NC Commission of Indian Affairs American Indian Advocacy Fellowship
Term: AY 2021-22
Eligibility: Doctoral students in humanities and humanistic social sciences enrolled in a degree program in one of sixteen departments in the College of Arts & Sciences*
Application Due: Wednesday, September 8, 2021
Supervisor: Steve Maynor, Section 8 Housing Choice Voucher Program Director
About the NC Commission of Indian Affairs
The North Carolina Commission of Indian Affairs provides supportive services to individuals demonstrating a need for rental housing assistance, career counseling, job training and placement, domestic violence, sexual assault and human trafficking services, financial assistance for American Indian students enrolled in an NC accredited community college or university, Low Income Energy Assistance Program, and other socioeconomic needs facing the American Indian population.
The Commission of Indian Affairs consists of 21 representatives of the American Indian community, two representatives appointed by the General Assembly, one representative or their designee appointed by the Secretary of Health and Human Services, the Secretary of Commerce, the Secretary of Administration, the Secretary of Environment and Natural Resources and the Commissioner of Labor.
These American Indian members are selected by tribal or community consent from the Indian groups that are recognized by the State of North Carolina and are principally geographically located as follows: the Coharie of Sampson and Harnett Counties; the Eastern Band of the Cherokee Nation; the Haliwa Saponi of Halifax, Warren, and adjoining counties; the Lumbee of Robeson, Hoke and Scotland Counties; the Meherrin of Bertie, Hertford, Gates and Northhampton Counties; the Waccamaw-Siouan from Columbus and Bladen Counties; the Sappony; and the Native Americans located in Cumberland, Guilford and Mecklenburg Counties. The Coharie shall have two members; the Eastern Band of the Cherokee Nation, two; the Haliwa Saponi, two; the Lumbee, three; the Meherrin, one; the Waccamaw-Siouan, two; the Sappony Indian Tribe, one; the Cumberland County Association for Indian People, two; the Guilford Native Americans, two; the Metrolina Native Americans, two; Occaneechi Band of the Sapponi Nation,one; Triangle Native American Society, one.
The Fellowship Project
The 2021-2022 American Indian Advocacy Fellow will work within the North Carolina Commission of Indian Affairs Advocacy Division at North Carolina Department of Administration, the leading state agency that advocates and provides supportive services to the local tribal communities and its members.
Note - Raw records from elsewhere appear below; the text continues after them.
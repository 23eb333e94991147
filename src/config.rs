use std::env;

use anyhow::{anyhow, Context};
use tracing::Level;

const DEFAULT_POOL_SIZE: u32 = 10;

#[derive(Debug, Clone)]
pub struct Config {
    pub bind_address: String,
    pub database_url: String,
    pub database_pool_size: u32,
    pub log_level: Level,
}

impl Config {
    // reads configuration from the process environment (call dotenvy first)
    pub fn from_env() -> anyhow::Result<Self> {
        Self::from_lookup(|key| env::var(key).ok())
    }

    fn from_lookup(lookup: impl Fn(&str) -> Option<String>) -> anyhow::Result<Self> {
        let bind_address = lookup("BIND_ADDRESS").ok_or_else(|| anyhow!("BIND_ADDRESS must be set"))?;
        let database_url = lookup("DATABASE_URL").ok_or_else(|| anyhow!("DATABASE_URL must be set"))?;
        let database_pool_size = match lookup("DATABASE_POOL_SIZE") {
            Some(v) => v
                .parse::<u32>()
                .ok()
                .filter(|n| *n > 0)
                .with_context(|| format!("DATABASE_POOL_SIZE is not a positive number: {v}"))?,
            None => DEFAULT_POOL_SIZE,
        };
        let log_level = match lookup("LOG_LEVEL") {
            Some(v) => v
                .parse::<Level>()
                .map_err(|_| anyhow!("LOG_LEVEL is not a valid level: {v}"))?,
            None => Level::INFO,
        };
        Ok(Config {
            bind_address,
            database_url,
            database_pool_size,
            log_level,
        })
    }
}
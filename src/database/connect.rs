use diesel::r2d2::{ConnectionManager, Pool, PoolError};
use diesel::PgConnection;
use diesel_migrations::{embed_migrations, EmbeddedMigrations, MigrationHarness};

pub type DbPool = Pool<ConnectionManager<PgConnection>>;

const MIGRATIONS: EmbeddedMigrations = embed_migrations!();

// create database connection pool with the database url using diesel
pub fn create_db_connection_pool(database_url: &str, max_size: u32) -> Result<DbPool, PoolError> {
    let manager = ConnectionManager::<PgConnection>::new(database_url);
    Pool::builder()
        .max_size(max_size)
        .test_on_check_out(true)
        .build(manager)
}

// run diesel migrations
pub fn run_migrations(pool: &DbPool) -> anyhow::Result<()> {
    let mut conn = pool.get()?;
    conn.run_pending_migrations(MIGRATIONS)
        .map_err(|e| anyhow::anyhow!("failed to run migrations: {e}"))?;
    Ok(())
}

// shared pool for database tests; None only when DATABASE_URL is not configured
#[cfg(test)]
pub fn test_pool() -> Option<&'static DbPool> {
    static POOL: once_cell::sync::OnceCell<Option<DbPool>> = once_cell::sync::OnceCell::new();
    POOL.get_or_init(|| {
        dotenvy::dotenv().ok();
        open_test_pool(std::env::var("DATABASE_URL").ok())
    })
    .as_ref()
}

// a configured but broken database fails the test run instead of skipping it
#[cfg(test)]
fn open_test_pool(database_url: Option<String>) -> Option<DbPool> {
    use diesel::Connection;

    let url = database_url?;
    if let Err(e) = PgConnection::establish(&url) {
        panic!("DATABASE_URL is set but the test database is unreachable: {e}");
    }
    let pool = match create_db_connection_pool(&url, 8) {
        Ok(pool) => pool,
        Err(e) => panic!("failed to create test database pool: {e}"),
    };
    if let Err(e) = run_migrations(&pool) {
        panic!("failed to migrate test database: {e:#}");
    }
    Some(pool)
}
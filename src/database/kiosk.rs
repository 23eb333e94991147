//! The kiosk balance pool: one shared float backing third-party game kiosk
//! settlements. Balance changes are single conditional updates so concurrent
//! approvals can never lose each other's effect.

use bigdecimal::BigDecimal;
use chrono::Utc;
use diesel::prelude::*;
use diesel::PgConnection;
use tracing::{info, warn};

use crate::amount;
use crate::database::{idgen, models};
use crate::error::{BalanceSource, LedgerError};
use crate::lifecycle::KioskOperation;

const POOL_ID: i32 = 1;

// creates the singleton pool record, inactive and empty; on conflict does nothing
fn init_pool(conn: &mut PgConnection) -> Result<bool, diesel::result::Error> {
    use crate::schema::kiosk_pool::dsl::*;
    diesel::insert_into(kiosk_pool)
        .values((
            id.eq(POOL_ID),
            balance.eq(amount::zero()),
            status.eq(false),
            min_balance.eq(amount::zero()),
            updated_at.eq(Utc::now().naive_utc()),
        ))
        .on_conflict(id)
        .do_nothing()
        .execute(conn)
        .map(|res| res > 0)
}

/// Loads the pool, creating it on first access.
pub fn load_pool(conn: &mut PgConnection) -> Result<models::KioskPool, LedgerError> {
    if init_pool(conn)? {
        info!("kiosk pool initialized");
    }
    use crate::schema::kiosk_pool::dsl::*;
    Ok(kiosk_pool.find(POOL_ID).first::<models::KioskPool>(conn)?)
}

/// Adds to or subtracts from the pool and appends the matching log row.
///
/// Unlike [`load_pool`] this never creates the pool: adjusting a pool that
/// was never initialized is an external dependency failure.
pub fn adjust(
    conn: &mut PgConnection,
    operation: KioskOperation,
    delta: &BigDecimal,
    actor: &str,
    note: Option<&str>,
) -> Result<models::KioskPool, LedgerError> {
    amount::ensure_positive(delta)?;

    conn.transaction::<_, LedgerError, _>(|conn| {
        let now = Utc::now().naive_utc();
        let updated = {
            use crate::schema::kiosk_pool::dsl::*;
            match operation {
                KioskOperation::Add => diesel::update(kiosk_pool.find(POOL_ID))
                    .set((balance.eq(balance + delta.clone()), updated_at.eq(now)))
                    .get_result::<models::KioskPool>(conn)
                    .optional()?,
                // the balance check and the decrement are one statement
                KioskOperation::Subtract => diesel::update(kiosk_pool.find(POOL_ID).filter(balance.ge(delta.clone())))
                    .set((balance.eq(balance - delta.clone()), updated_at.eq(now)))
                    .get_result::<models::KioskPool>(conn)
                    .optional()?,
            }
        };
        let pool = match updated {
            Some(pool) => pool,
            None => {
                let current = {
                    use crate::schema::kiosk_pool::dsl::*;
                    kiosk_pool.find(POOL_ID).first::<models::KioskPool>(conn).optional()?
                };
                return Err(match current {
                    Some(pool) => LedgerError::InsufficientBalance {
                        balance: BalanceSource::KioskPool,
                        available: pool.balance.to_string(),
                        required: delta.to_string(),
                    },
                    None => LedgerError::ExternalDependency("kiosk pool is not initialized".to_string()),
                });
            }
        };

        let previous = match operation {
            KioskOperation::Add => &pool.balance - delta,
            KioskOperation::Subtract => &pool.balance + delta,
        };
        let entry = models::NewKioskTransactionLog {
            id: idgen::next(),
            operation: operation.as_str().to_string(),
            amount: delta.clone(),
            previous_balance: previous.clone(),
            new_balance: pool.balance.clone(),
            process_by: actor.to_string(),
            remark: note.map(str::to_string),
            created_at: now,
        };
        diesel::insert_into(crate::schema::kiosk_transaction_log::table)
            .values(&entry)
            .execute(conn)?;

        if pool.balance < pool.min_balance {
            warn!(
                balance = %pool.balance,
                min_balance = %pool.min_balance,
                "kiosk pool balance is below the alert threshold"
            );
        }
        info!(%operation, amount = %delta, %previous, current = %pool.balance, actor, "kiosk pool adjusted");
        Ok(pool)
    })
}

pub fn set_status(conn: &mut PgConnection, active: bool, actor: &str) -> Result<models::KioskPool, LedgerError> {
    init_pool(conn)?;
    use crate::schema::kiosk_pool::dsl::*;
    let pool = diesel::update(kiosk_pool.find(POOL_ID))
        .set((status.eq(active), updated_at.eq(Utc::now().naive_utc())))
        .get_result::<models::KioskPool>(conn)?;
    info!(active, actor, "kiosk pool status changed");
    Ok(pool)
}

// alert threshold only, subtract does not enforce it
pub fn set_min_balance(
    conn: &mut PgConnection,
    threshold: &BigDecimal,
    actor: &str,
) -> Result<models::KioskPool, LedgerError> {
    init_pool(conn)?;
    use crate::schema::kiosk_pool::dsl::*;
    let pool = diesel::update(kiosk_pool.find(POOL_ID))
        .set((min_balance.eq(threshold.clone()), updated_at.eq(Utc::now().naive_utc())))
        .get_result::<models::KioskPool>(conn)?;
    info!(min_balance = %pool.min_balance, actor, "kiosk pool threshold changed");
    Ok(pool)
}

pub fn list_logs(conn: &mut PgConnection, limit: i64) -> Result<Vec<models::KioskTransactionLog>, LedgerError> {
    use crate::schema::kiosk_transaction_log::dsl::*;
    Ok(kiosk_transaction_log
        .order((created_at.desc(), id.desc()))
        .limit(limit)
        .load::<models::KioskTransactionLog>(conn)?)
}
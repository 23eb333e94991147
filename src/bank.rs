use bigdecimal::BigDecimal;

use crate::error::{BalanceSource, LedgerError};
use crate::lifecycle::LedgerEntryType;

/// The mutable part of a bank channel. The current balance is never stored
/// independently of the counters; it is always derived from them.
#[derive(Debug, Clone, PartialEq)]
pub struct BankCounters {
    pub starting_balance: BigDecimal,
    pub total_deposits: BigDecimal,
    pub total_withdrawals: BigDecimal,
    pub total_cash_in: BigDecimal,
    pub total_cash_out: BigDecimal,
}

impl BankCounters {
    pub fn current_balance(&self) -> BigDecimal {
        &self.starting_balance + &self.total_deposits - &self.total_withdrawals + &self.total_cash_in
            - &self.total_cash_out
    }

    /// Applies one ledger entry, touching exactly one counter. For
    /// `AdjustStartingBalance` the amount replaces the starting balance.
    pub fn apply(&self, entry: LedgerEntryType, amount: &BigDecimal) -> Result<BankCounters, LedgerError> {
        let mut next = self.clone();
        match entry {
            LedgerEntryType::Deposit => next.total_deposits += amount,
            LedgerEntryType::RevertedDeposit => next.total_deposits -= amount,
            LedgerEntryType::Withdraw => next.total_withdrawals += amount,
            LedgerEntryType::RevertedWithdraw => next.total_withdrawals -= amount,
            LedgerEntryType::CashIn => next.total_cash_in += amount,
            LedgerEntryType::CashOut => {
                let available = self.current_balance();
                if amount > &available {
                    return Err(LedgerError::InsufficientBalance {
                        balance: BalanceSource::BankChannel,
                        available: available.to_string(),
                        required: amount.to_string(),
                    });
                }
                next.total_cash_out += amount
            }
            LedgerEntryType::AdjustStartingBalance => next.starting_balance = amount.clone(),
        }
        Ok(next)
    }
}
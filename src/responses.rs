use actix_web::http::header;
use actix_web::{HttpResponse, HttpResponseBuilder};
use bytes::Bytes;
use chrono::NaiveDateTime;
use prost::Message;
use prost_wkt_types::Timestamp;
use tracing::error;

use crate::amount::to_wire;
use crate::database::models;
use crate::error::LedgerError;
use crate::proto::{self, GenericOutput};

pub const PROTOBUF: &str = "application/x-protobuf";

pub fn wants_protobuf(accept: &header::Accept) -> bool {
    accept.iter().any(|a| a.item.essence_str() == PROTOBUF)
}

fn render(mut builder: HttpResponseBuilder, data: &GenericOutput, is_protobuf: bool) -> HttpResponse {
    if is_protobuf {
        return builder.content_type(PROTOBUF).body(Bytes::from(data.encode_to_vec()));
    }
    match serde_json::to_vec(data) {
        Ok(body) => builder.content_type("application/json").body(body),
        Err(e) => {
            error!("failed to serialize response: {e}");
            HttpResponse::InternalServerError().finish()
        }
    }
}

pub fn success_http_response(mut data: GenericOutput, is_protobuf: bool) -> HttpResponse {
    data.success = true;
    render(HttpResponse::Ok(), &data, is_protobuf)
}

fn failure(code: &str, message: String, field: Option<&str>) -> GenericOutput {
    GenericOutput {
        success: false,
        error: Some(proto::Error {
            code: code.to_string(),
            message,
            field: field.map(str::to_string),
        }),
        ..Default::default()
    }
}

// business failures keep HTTP 200 with success=false, only internal errors use 500
pub fn ledger_error_http_response(err: &LedgerError, is_protobuf: bool) -> HttpResponse {
    let data = failure(err.code(), err.client_message(), None);
    if err.is_internal() {
        error!(error = %err, "request failed");
        render(HttpResponse::InternalServerError(), &data, is_protobuf)
    } else {
        render(HttpResponse::Ok(), &data, is_protobuf)
    }
}

pub fn bad_parameter_http_response(field: &str, is_protobuf: bool) -> HttpResponse {
    let data = failure("bad_parameter", format!("{field} is invalid"), Some(field));
    render(HttpResponse::Ok(), &data, is_protobuf)
}

pub fn unauthorized_http_response(header_name: &str, is_protobuf: bool) -> HttpResponse {
    let data = failure(
        "unauthorized",
        format!("{header_name} header is missing or malformed"),
        Some(header_name),
    );
    render(HttpResponse::Unauthorized(), &data, is_protobuf)
}

pub fn internal_error_http_response(is_protobuf: bool) -> HttpResponse {
    let data = failure("internal_error", "Internal server error".to_string(), None);
    render(HttpResponse::InternalServerError(), &data, is_protobuf)
}

fn timestamp(value: NaiveDateTime) -> Timestamp {
    Timestamp {
        seconds: value.timestamp(),
        nanos: value.timestamp_subsec_nanos() as i32,
    }
}

impl From<&models::MoneyTransaction> for proto::Transaction {
    fn from(tx: &models::MoneyTransaction) -> Self {
        proto::Transaction {
            id: tx.id.to_string(),
            kind: tx.kind.clone(),
            transaction_id: tx.transaction_id.clone(),
            username: tx.username.clone(),
            amount: to_wire(&tx.amount),
            status: tx.status.clone(),
            reverted: tx.reverted,
            bank_id: tx.bank_id.map(|v| v.to_string()),
            agent_commission_report_id: tx.agent_commission_report_id.map(|v| v.to_string()),
            remark: tx.remark.clone(),
            process_by: tx.process_by.clone(),
            process_time: tx.process_time.clone(),
            reverted_process_by: tx.reverted_process_by.clone(),
            created_at: Some(timestamp(tx.created_at)),
            processed_at: tx.processed_at.map(timestamp),
            reverted_at: tx.reverted_at.map(timestamp),
        }
    }
}

impl From<&models::KioskPool> for proto::KioskPool {
    fn from(pool: &models::KioskPool) -> Self {
        proto::KioskPool {
            balance: to_wire(&pool.balance),
            status: pool.status,
            min_balance: to_wire(&pool.min_balance),
            updated_at: Some(timestamp(pool.updated_at)),
        }
    }
}

impl From<&models::KioskTransactionLog> for proto::KioskLog {
    fn from(log: &models::KioskTransactionLog) -> Self {
        proto::KioskLog {
            id: log.id.to_string(),
            operation: log.operation.clone(),
            amount: to_wire(&log.amount),
            previous_balance: to_wire(&log.previous_balance),
            new_balance: to_wire(&log.new_balance),
            process_by: log.process_by.clone(),
            remark: log.remark.clone(),
            created_at: Some(timestamp(log.created_at)),
        }
    }
}

impl From<&models::BankChannel> for proto::BankChannel {
    fn from(channel: &models::BankChannel) -> Self {
        proto::BankChannel {
            id: channel.id.to_string(),
            name: channel.name.clone(),
            owner_name: channel.owner_name.clone(),
            is_active: channel.is_active,
            starting_balance: to_wire(&channel.starting_balance),
            current_balance: to_wire(&channel.current_balance),
            total_deposits: to_wire(&channel.total_deposits),
            total_withdrawals: to_wire(&channel.total_withdrawals),
            total_cash_in: to_wire(&channel.total_cash_in),
            total_cash_out: to_wire(&channel.total_cash_out),
            daily_deposit_limit: channel.daily_deposit_limit.as_ref().map(to_wire),
            daily_withdraw_limit: channel.daily_withdraw_limit.as_ref().map(to_wire),
            monthly_deposit_limit: channel.monthly_deposit_limit.as_ref().map(to_wire),
            monthly_withdraw_limit: channel.monthly_withdraw_limit.as_ref().map(to_wire),
            created_at: Some(timestamp(channel.created_at)),
        }
    }
}

impl From<&models::BankTransactionLog> for proto::BankLog {
    fn from(log: &models::BankTransactionLog) -> Self {
        proto::BankLog {
            id: log.id.to_string(),
            bank_id: log.bank_id.to_string(),
            transaction_type: log.transaction_type.clone(),
            amount: to_wire(&log.amount),
            last_balance: to_wire(&log.last_balance),
            current_balance: to_wire(&log.current_balance),
            process_by: log.process_by.clone(),
            remark: log.remark.clone(),
            transaction_id: log.transaction_id.map(|v| v.to_string()),
            created_at: Some(timestamp(log.created_at)),
        }
    }
}

impl From<&models::User> for proto::Wallet {
    fn from(user: &models::User) -> Self {
        proto::Wallet {
            username: user.username.clone(),
            wallet: to_wire(&user.wallet),
            total_deposit: to_wire(&user.total_deposit),
            total_withdraw: to_wire(&user.total_withdraw),
            total_bonus: to_wire(&user.total_bonus),
            total_turnover: to_wire(&user.total_turnover),
            first_deposit_date: user.first_deposit_date.map(timestamp),
            vip_level: user.vip_level.clone(),
        }
    }
}

impl From<&models::Admin> for proto::AdminStats {
    fn from(admin: &models::Admin) -> Self {
        proto::AdminStats {
            id: admin.id.to_string(),
            username: admin.username.clone(),
            processed_count: admin.processed_count,
            average_processing_seconds: admin.average_processing_seconds(),
            total_reverted_deposits: admin.total_reverted_deposits,
            total_reverted_withdrawals: admin.total_reverted_withdrawals,
            total_reverted_bonuses: admin.total_reverted_bonuses,
        }
    }
}

#[cfg(test)]
mod tests {
    use super::*;
    use crate::error::Entity;
    use crate::lifecycle::TransactionStatus;
    use actix_web::body::to_bytes;
    use actix_web::http::StatusCode;
    use bigdecimal::BigDecimal;
    use std::str::FromStr;

    async fn json_body(res: HttpResponse) -> serde_json::Value {
        let body = to_bytes(res.into_body()).await.unwrap();
        serde_json::from_slice(&body).unwrap()
    }

    #[test]
    fn test_wants_protobuf() {
        let accept = header::Accept(vec![
            header::QualityItem::max("application/json".parse().unwrap()),
            header::QualityItem::max(PROTOBUF.parse().unwrap()),
        ]);
        assert!(wants_protobuf(&accept));
        assert!(!wants_protobuf(&header::Accept::json()));
        assert!(!wants_protobuf(&header::Accept(vec![])));
    }

    #[actix_web::test]
    async fn test_business_errors_keep_status_200() {
        let err = LedgerError::InvalidState {
            current: TransactionStatus::Reverted,
            action: "revert",
        };
        let res = ledger_error_http_response(&err, false);
        assert_eq!(res.status(), StatusCode::OK);
        let body = json_body(res).await;
        assert_eq!(body["success"], false);
        assert_eq!(body["error"]["code"], "invalid_state");
        assert_eq!(body["error"]["message"], "transaction is reverted, cannot revert");
        assert!(body.get("transaction").is_none());

        let res = ledger_error_http_response(&LedgerError::not_found(Entity::User, "ghost"), false);
        assert_eq!(res.status(), StatusCode::OK);
        assert_eq!(json_body(res).await["error"]["code"], "not_found");
    }

    #[actix_web::test]
    async fn test_internal_errors_are_opaque() {
        let err = LedgerError::from(diesel::result::Error::RollbackTransaction);
        let res = ledger_error_http_response(&err, false);
        assert_eq!(res.status(), StatusCode::INTERNAL_SERVER_ERROR);
        let body = json_body(res).await;
        assert_eq!(body["error"]["code"], "internal_error");
        assert_eq!(body["error"]["message"], "Internal server error");
    }

    #[actix_web::test]
    async fn test_bad_parameter_names_the_field() {
        let body = json_body(bad_parameter_http_response("amount", false)).await;
        assert_eq!(body["success"], false);
        assert_eq!(body["error"]["code"], "bad_parameter");
        assert_eq!(body["error"]["field"], "amount");
    }

    #[actix_web::test]
    async fn test_unauthorized_uses_the_envelope() {
        let res = unauthorized_http_response("X-Admin-Id", false);
        assert_eq!(res.status(), StatusCode::UNAUTHORIZED);
        let body = json_body(res).await;
        assert_eq!(body["success"], false);
        assert_eq!(body["error"]["code"], "unauthorized");
        assert_eq!(body["error"]["field"], "X-Admin-Id");

        let res = unauthorized_http_response("X-Admin-Id", true);
        assert_eq!(res.status(), StatusCode::UNAUTHORIZED);
        let body = to_bytes(res.into_body()).await.unwrap();
        let decoded = GenericOutput::decode(body).unwrap();
        assert!(!decoded.success);
        assert_eq!(decoded.error.unwrap().code, "unauthorized");
    }

    #[actix_web::test]
    async fn test_protobuf_body_decodes() {
        let pool = models::KioskPool {
            id: 1,
            balance: BigDecimal::from_str("1100.50").unwrap(),
            status: true,
            min_balance: BigDecimal::from(100),
            updated_at: NaiveDateTime::from_timestamp_opt(1_700_000_000, 0).unwrap(),
        };
        let data = GenericOutput {
            kiosk_pool: Some((&pool).into()),
            ..Default::default()
        };
        let res = success_http_response(data, true);
        assert_eq!(
            res.headers().get(header::CONTENT_TYPE).unwrap().to_str().unwrap(),
            PROTOBUF
        );
        let body = to_bytes(res.into_body()).await.unwrap();
        let decoded = GenericOutput::decode(body).unwrap();
        assert!(decoded.success);
        let wire = decoded.kiosk_pool.unwrap();
        assert_eq!(wire.balance, 1100.5);
        assert_eq!(wire.updated_at.unwrap().seconds, 1_700_000_000);
    }

    #[actix_web::test]
    async fn test_amounts_are_plain_json_numbers() {
        let user = models::User {
            username: "alice".to_string(),
            wallet: BigDecimal::from_str("200.10").unwrap(),
            total_deposit: BigDecimal::from(200),
            total_withdraw: BigDecimal::from(0),
            total_bonus: BigDecimal::from_str("0.10").unwrap(),
            total_turnover: BigDecimal::from(0),
            first_deposit_date: None,
            vip_level: "member".to_string(),
            created_at: NaiveDateTime::from_timestamp_opt(0, 0).unwrap(),
        };
        let body = json_body(success_http_response(
            GenericOutput {
                wallet: Some((&user).into()),
                ..Default::default()
            },
            false,
        ))
        .await;
        assert_eq!(body["success"], true);
        assert_eq!(body["wallet"]["wallet"], 200.1);
        assert_eq!(body["wallet"]["totalBonus"], 0.1);
        assert_eq!(body["wallet"]["vipLevel"], "member");
        assert!(body.get("error").is_none());
    }
}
The American Indian Advocacy Fellow will:
- Engage with program staff to develop an understanding of program services, communities served, and the importance of American Indian culture.
- Assist with various programmatic operations such as: Data Collection, Data Entry, and Data Management, review files, prepare and send correspondence.
- Plan and development community outreach events to promote the North Carolina Commission of Indian Affairs Advocacy Programs, by setting up display booths to distribute information about the Commission and programs administered by the Commission.
- Attend various cultural events within the American Indian communities to engage with tribal members to assess and prioritize various needs.
- Review, Research and develop draft policies to address specific needs as of the Commission and American Indian communities.
- Take the lead on the publication of a quarterly newsletter for the Commission and assist with the publication of the Commission’s Annual Reports. Develop a White Paper on the impact of the COVID-19 Pandemic on State Recognized Tribes in North Carolina. Develop White Paper on the Impact of Indian Child Welfare on State Recognized Indians in North Carolina.
*Due to COVID, in-person experience may be limited and safety measures will be taken into account when designing fellowship activities and goals.
Applicants must submit a cover letter explaining their academic background and professional qualifications, as well as their goals for professional development through this fellowship; a C.V.; and a letter of support from an advisor in their department or their Director of Graduate Studies. The completed application should be submitted to the HPG website no later than the end of the day on Wednesday, September 8, 2021.
Queries which are not answered in the FAQ may be directed to Ashley Melzer, HPG Initiative Director. Open interest meetings (at this link) will be held on Tuesday, August 24 at 4pm, Friday, August 27 at 12pm, and Wednesday, September 1 at 5pm. Email the director to setup a different time or ask a question.
*Eligible graduate programs will be affiliated with American Studies; Anthropology; Art & Art History; Classics; Communication; Dramatic Art; English & Comparative Literature; Geography; Germanic and Slavic Languages and Literatures; History; Linguistics; Music; Philosophy; Religious Studies; Romance Studies; and Women & Gender Studies. Graduate students within the College of Arts & Sciences who are not affiliated with one of these programs, but are pursuing a course of study which makes significant use of humanities methods or content, may write to Ashley Melzer to petition for eligibility. Graduate students in programs outside of the College of Arts & Sciences are not eligible.